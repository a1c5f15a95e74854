//! Daily reward claim.

use crate::ledger::AccountRecord;

/// Minimum gap between two successful claims: 24 hours in milliseconds.
pub const DAILY_COOLDOWN_MS: i64 = 86_400_000;

#[derive(Debug, Clone, Copy, PartialEq, Eq)]
pub enum DailyOutcome {
    Granted { reward: u64, balance: u64 },
    AlreadyClaimed { remaining_ms: i64 },
}

/// Grant `reward` coins if the cooldown since the last claim has elapsed.
///
/// A rejected claim leaves the record untouched.
pub fn claim_daily(record: &mut AccountRecord, now_ms: i64, reward: u64) -> DailyOutcome {
    let elapsed = now_ms.saturating_sub(record.last_daily);
    if elapsed < DAILY_COOLDOWN_MS {
        return DailyOutcome::AlreadyClaimed {
            remaining_ms: DAILY_COOLDOWN_MS - elapsed,
        };
    }
    record.last_daily = now_ms;
    record.coins = record.coins.saturating_add(reward);
    DailyOutcome::Granted {
        reward,
        balance: record.coins,
    }
}

/// Render a remaining cooldown as `~Hh Mm`.
pub fn format_remaining(remaining_ms: i64) -> String {
    let minutes = remaining_ms.max(0) / 60_000;
    format!("~{}h {}m", minutes / 60, minutes % 60)
}
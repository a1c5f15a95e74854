use serde::{Deserialize, Serialize};

pub const ACCOUNT_SCHEMA_VERSION: u8 = 1;

/// Coin balance granted the first time a player is referenced.
pub const STARTING_COINS: u64 = 10_000;

/// Per-player currency, level, experience and daily-claim state.
#[derive(Debug, Clone, Serialize, Deserialize, PartialEq, Eq)]
pub struct AccountRecord {
    pub coins: u64,
    pub level: u32,
    pub xp: u64,
    /// Milliseconds since the Unix epoch of the last successful daily claim; 0 = never.
    pub last_daily: i64,
    #[serde(default = "default_schema_version")]
    pub schema_version: u8,
}

fn default_schema_version() -> u8 {
    ACCOUNT_SCHEMA_VERSION
}

impl AccountRecord {
    pub fn new() -> Self {
        Self {
            coins: STARTING_COINS,
            level: 1,
            xp: 0,
            last_daily: 0,
            schema_version: ACCOUNT_SCHEMA_VERSION,
        }
    }

    /// Experience required to reach the next level.
    pub fn xp_to_next_level(&self) -> u64 {
        u64::from(self.level) * 100
    }

    pub fn has_claimed_daily(&self) -> bool {
        self.last_daily != 0
    }
}

impl Default for AccountRecord {
    fn default() -> Self {
        Self::new()
    }
}
use thiserror::Error;

/// Errors that can arise while interacting with the coin ledger.
#[derive(Debug, Error)]
pub enum LedgerError {
    /// Wrapper around sled's error type.
    #[error("sled error: {0}")]
    Sled(#[from] sled::Error),

    /// Wrapper around bincode serialization and deserialization errors.
    #[error("serialization error: {0}")]
    Bincode(#[from] bincode::Error),

    /// Wrapper around IO errors (directory creation, snapshot files).
    #[error("io error: {0}")]
    Io(#[from] std::io::Error),

    /// Malformed or unwritable JSON snapshot.
    #[error("snapshot error: {0}")]
    Snapshot(#[from] serde_json::Error),

    /// Returned when deserializing a record with an unexpected schema version.
    #[error("schema mismatch for {entity}: expected {expected}, got {found}")]
    SchemaMismatch {
        entity: &'static str,
        expected: u8,
        found: u8,
    },

    /// Player identifiers must be non-empty and free of control characters.
    #[error("invalid player id: {0:?}")]
    InvalidPlayerId(String),
}
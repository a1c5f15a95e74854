//! JSON snapshot import/export.
//!
//! The snapshot is a single pretty-printed UTF-8 JSON object keyed by player
//! ID, matching the flat `data.json` file older deployments of the bot wrote:
//!
//! ```json
//! {
//!   "807465587633553409": { "coins": 10000, "level": 1, "xp": 0, "lastDaily": 0 }
//! }
//! ```
//!
//! Reads take a shared `fs2` lock and writes an exclusive one so an export
//! never interleaves with another process reading the same file.

use std::collections::BTreeMap;
use std::fs;
use std::io::{Read, Write};
use std::path::Path;

use fs2::FileExt;
use log::info;
use serde::{Deserialize, Serialize};

use crate::ledger::errors::LedgerError;
use crate::ledger::storage::LedgerStore;
use crate::ledger::types::AccountRecord;

#[derive(Debug, Clone, Serialize, Deserialize, PartialEq, Eq)]
pub struct SnapshotAccount {
    pub coins: u64,
    pub level: u32,
    pub xp: u64,
    #[serde(rename = "lastDaily")]
    pub last_daily: i64,
}

impl From<&AccountRecord> for SnapshotAccount {
    fn from(record: &AccountRecord) -> Self {
        Self {
            coins: record.coins,
            level: record.level,
            xp: record.xp,
            last_daily: record.last_daily,
        }
    }
}

impl From<SnapshotAccount> for AccountRecord {
    fn from(entry: SnapshotAccount) -> Self {
        AccountRecord {
            coins: entry.coins,
            level: entry.level.max(1),
            xp: entry.xp,
            last_daily: entry.last_daily,
            ..AccountRecord::new()
        }
    }
}

pub type Snapshot = BTreeMap<String, SnapshotAccount>;

/// Build an in-memory snapshot of every account in the ledger.
pub fn snapshot(store: &LedgerStore) -> Result<Snapshot, LedgerError> {
    Ok(store
        .accounts()?
        .iter()
        .map(|(id, record)| (id.clone(), SnapshotAccount::from(record)))
        .collect())
}

/// Write the whole ledger to `path`, replacing any previous contents.
pub fn export_json<P: AsRef<Path>>(store: &LedgerStore, path: P) -> Result<usize, LedgerError> {
    let path = path.as_ref();
    let accounts = snapshot(store)?;
    let data = serde_json::to_string_pretty(&accounts)?;
    if let Some(parent) = path.parent() {
        if !parent.as_os_str().is_empty() {
            fs::create_dir_all(parent)?;
        }
    }
    let mut f = fs::OpenOptions::new()
        .create(true)
        .write(true)
        .truncate(true)
        .open(path)?;
    f.lock_exclusive()?;
    f.write_all(data.as_bytes())?;
    f.flush()?;
    f.sync_all()?;
    f.unlock()?;
    info!("exported {} accounts to {}", accounts.len(), path.display());
    Ok(accounts.len())
}

/// Read a snapshot file. A missing file is an empty snapshot; malformed JSON is an error.
pub fn read_json<P: AsRef<Path>>(path: P) -> Result<Snapshot, LedgerError> {
    let path = path.as_ref();
    let mut f = match fs::File::open(path) {
        Ok(f) => f,
        Err(e) if e.kind() == std::io::ErrorKind::NotFound => return Ok(Snapshot::new()),
        Err(e) => return Err(e.into()),
    };
    f.lock_shared()?;
    let mut s = String::new();
    let read = f.read_to_string(&mut s);
    let _ = f.unlock();
    read?;
    if s.trim().is_empty() {
        return Ok(Snapshot::new());
    }
    Ok(serde_json::from_str(&s)?)
}

/// Merge every account in the snapshot at `path` into the ledger, overwriting
/// existing records with the same player ID. Returns the number imported.
pub fn import_json<P: AsRef<Path>>(store: &LedgerStore, path: P) -> Result<usize, LedgerError> {
    let path = path.as_ref();
    let accounts = read_json(path)?;
    for (player_id, entry) in &accounts {
        store.put(player_id, &AccountRecord::from(entry.clone()))?;
    }
    store.persist()?;
    info!("imported {} accounts from {}", accounts.len(), path.display());
    Ok(accounts.len())
}
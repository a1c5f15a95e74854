//! Chat-facing side of the game: command handlers, live sessions, replies and
//! the event loop that ties them to the ledger.

pub mod commands;
pub mod console;
pub mod daily;
pub mod leaderboard;
pub mod reply;
pub mod server;
pub mod sessions;

pub use commands::{BotSettings, CommandContext, CommandHandler, CommandRegistry, Response};
pub use daily::{claim_daily, DailyOutcome, DAILY_COOLDOWN_MS};
pub use leaderboard::{DirectoryLookup, IdentityLookup, RawIdLookup};
pub use reply::{OutgoingReply, Panel, Reply};
pub use server::{start_bot, BotHandle, ButtonAction, DalgonaBot, InboundEvent};
pub use sessions::SessionTable;
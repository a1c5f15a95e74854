//! Outbound reply model and the panels the game renders.
//!
//! Replies are platform neutral: a chat adapter turns a [`Panel`] into an
//! embed with buttons, the console front end turns it into plain text.

use uuid::Uuid;

use crate::game::{Intensity, Shape, CATALOG, MAX_PROGRESS};

#[derive(Debug, Clone, Copy, PartialEq, Eq)]
pub enum PanelColor {
    Yellow,
    Green,
    Red,
    Grey,
}

#[derive(Debug, Clone, PartialEq, Eq)]
pub struct Button {
    pub id: String,
    pub label: String,
}

#[derive(Debug, Clone, PartialEq, Eq)]
pub struct Field {
    pub name: String,
    pub value: String,
    pub inline: bool,
}

#[derive(Debug, Clone, PartialEq, Eq)]
pub struct Panel {
    pub title: String,
    pub description: Option<String>,
    pub color: PanelColor,
    pub fields: Vec<Field>,
    pub buttons: Vec<Button>,
}

impl Panel {
    pub fn new(title: impl Into<String>, color: PanelColor) -> Self {
        Self {
            title: title.into(),
            description: None,
            color,
            fields: Vec::new(),
            buttons: Vec::new(),
        }
    }

    pub fn description(mut self, text: impl Into<String>) -> Self {
        self.description = Some(text.into());
        self
    }

    pub fn field(mut self, name: impl Into<String>, value: impl Into<String>, inline: bool) -> Self {
        self.fields.push(Field {
            name: name.into(),
            value: value.into(),
            inline,
        });
        self
    }

    pub fn button(mut self, id: impl Into<String>, label: impl Into<String>) -> Self {
        self.buttons.push(Button {
            id: id.into(),
            label: label.into(),
        });
        self
    }

    pub fn field_value(&self, name: &str) -> Option<&str> {
        self.fields
            .iter()
            .find(|f| f.name == name)
            .map(|f| f.value.as_str())
    }
}

#[derive(Debug, Clone, PartialEq, Eq)]
pub enum Reply {
    Text(String),
    Panel(Panel),
    /// A command failed; the text is safe to show the player.
    Error(String),
}

impl Reply {
    pub fn text(&self) -> Option<&str> {
        match self {
            Reply::Text(t) | Reply::Error(t) => Some(t),
            Reply::Panel(_) => None,
        }
    }

    pub fn panel(&self) -> Option<&Panel> {
        match self {
            Reply::Panel(p) => Some(p),
            _ => None,
        }
    }

    pub fn is_error(&self) -> bool {
        matches!(self, Reply::Error(_))
    }
}

/// A reply addressed to the player who triggered it.
///
/// `session` names the game whose message this reply creates or replaces, so
/// button presses on it can be routed back to the right session.
#[derive(Debug, Clone, PartialEq, Eq)]
pub struct OutgoingReply {
    pub player: String,
    pub session: Option<Uuid>,
    pub reply: Reply,
}

pub const CHOOSE_PREFIX: &str = "choose_";

pub fn choose_button_id(shape: Shape) -> String {
    format!("{}{}", CHOOSE_PREFIX, shape.name())
}

pub fn progress_bar(progress: u8) -> String {
    let filled = usize::from(progress.min(MAX_PROGRESS));
    let empty = usize::from(MAX_PROGRESS) - filled;
    format!("[{}{}]", "🟩".repeat(filled), "⬛".repeat(empty))
}

pub fn shape_choice_panel() -> Panel {
    CATALOG.iter().fold(
        Panel::new("🍪 Choose a cookie type to start!", PanelColor::Yellow),
        |panel, shape| {
            panel.button(
                choose_button_id(*shape),
                format!("{} (${})", shape.name(), shape.reward()),
            )
        },
    )
}

pub fn carving_panel(
    player: &str,
    shape: Shape,
    progress: u8,
    integrity: u8,
    time_limit_secs: Option<u64>,
) -> Panel {
    let mut panel = Panel::new(
        format!("🍪 DALGONA: 💀 {}", shape.name().to_uppercase()),
        PanelColor::Yellow,
    )
    .description("Start carving your cookie!")
    .field("Player", player, true)
    .field("Prize", format!("${}", shape.reward()), true)
    .field("Cookie Integrity", format!("{}%", integrity), false)
    .field("Carving Progress", progress_bar(progress), false);
    if let Some(secs) = time_limit_secs {
        panel = panel.field("Time Limit", format!("{}s", secs), true);
    }
    Intensity::ALL
        .iter()
        .fold(panel, |panel, i| panel.button(i.button_id(), i.label()))
}

pub fn completed_panel(shape: Shape, xp: u64, level_up: Option<(u32, u64)>) -> Panel {
    let mut text = format!(
        "You successfully carved the {}!\n💰 +{} coins\n⭐ +{} XP",
        shape.name(),
        shape.reward(),
        xp
    );
    if let Some((level, bonus)) = level_up {
        text.push_str(&format!(
            "\n🎉 Level up! You reached level {} (+{} coins)",
            level, bonus
        ));
    }
    Panel::new("✅ Cookie Completed!", PanelColor::Green).description(text)
}

pub fn broken_panel(shape: Shape) -> Panel {
    Panel::new("💀 Cookie Broke!", PanelColor::Red).description(format!(
        "Oh no! The {} broke before completion.",
        shape.name()
    ))
}

pub fn timed_out_panel(shape: Shape) -> Panel {
    Panel::new("⏰ Time's Up!", PanelColor::Grey).description(format!(
        "You ran out of time carving the {}.",
        shape.name()
    ))
}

+ + + + +

Work order: Only the lines from the start of the material through the line bearing "let elapsed = now_ms.saturating_sub(record.last_daily);" are needed, restated exactly, with both end lines included.

Answer for the task:
repository a1c5f15a95e74854
//! Daily reward claim.

use crate::ledger::AccountRecord;

/// Minimum gap between two successful claims: 24 hours in milliseconds.
pub const DAILY_COOLDOWN_MS: i64 = 86_400_000;

#[derive(Debug, Clone, Copy, PartialEq, Eq)]
pub enum DailyOutcome {
    Granted { reward: u64, balance: u64 },
    AlreadyClaimed { remaining_ms: i64 },
}

/// Grant `reward` coins if the cooldown since the last claim has elapsed.
///
/// A rejected claim leaves the record untouched.
pub fn claim_daily(record: &mut AccountRecord, now_ms: i64, reward: u64) -> DailyOutcome {
    let elapsed = now_ms.saturating_sub(record.last_daily);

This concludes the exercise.